--- DATASET EXCERPTS ---

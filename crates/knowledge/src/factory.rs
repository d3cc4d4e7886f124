//! Build the configured knowledge source.

use crate::{FileSource, UnconfiguredSource};
use kbscope_config::KnowledgeConfig;
use kbscope_core::knowledge::KnowledgeSource;
use std::sync::Arc;
use tracing::warn;

/// Create the source named by `knowledge.source`.
///
/// Misconfiguration is not an error here: it produces an
/// [`UnconfiguredSource`] carrying the reason, which the store later logs
/// and serves as an empty corpus.
pub async fn build_source(config: &KnowledgeConfig) -> Arc<dyn KnowledgeSource> {
    match config.source.as_str() {
        "file" => match config.resolved_path() {
            Some(path) => Arc::new(FileSource::new(path)),
            None => unconfigured("knowledge.path is not set for the file source"),
        },
        "sqlite" => open_sqlite(config).await,
        "none" => unconfigured("knowledge.source = \"none\""),
        other => unconfigured(&format!("unknown knowledge source '{other}'")),
    }
}

#[cfg(feature = "sqlite")]
async fn open_sqlite(config: &KnowledgeConfig) -> Arc<dyn KnowledgeSource> {
    let Some(path) = config.resolved_path() else {
        return unconfigured("knowledge.path is not set for the sqlite source");
    };

    // Reading never creates the database; `kbscope import` does that
    match crate::SqliteSource::open(&path.to_string_lossy()).await {
        Ok(source) => Arc::new(source),
        Err(e) => unconfigured(&e.to_string()),
    }
}

#[cfg(not(feature = "sqlite"))]
async fn open_sqlite(_config: &KnowledgeConfig) -> Arc<dyn KnowledgeSource> {
    unconfigured("sqlite support was not compiled in")
}

fn unconfigured(reason: &str) -> Arc<dyn KnowledgeSource> {
    warn!(reason, "Knowledge source not available");
    Arc::new(UnconfiguredSource::new(reason))
}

---

TASK TO COMPLETE:
Look over the material and return every line where the word "match" is found.

TASK RESULT:
    match config.source.as_str() {
        "file" => match config.resolved_path() {
    match crate::SqliteSource::open(&path.to_string_lossy()).await {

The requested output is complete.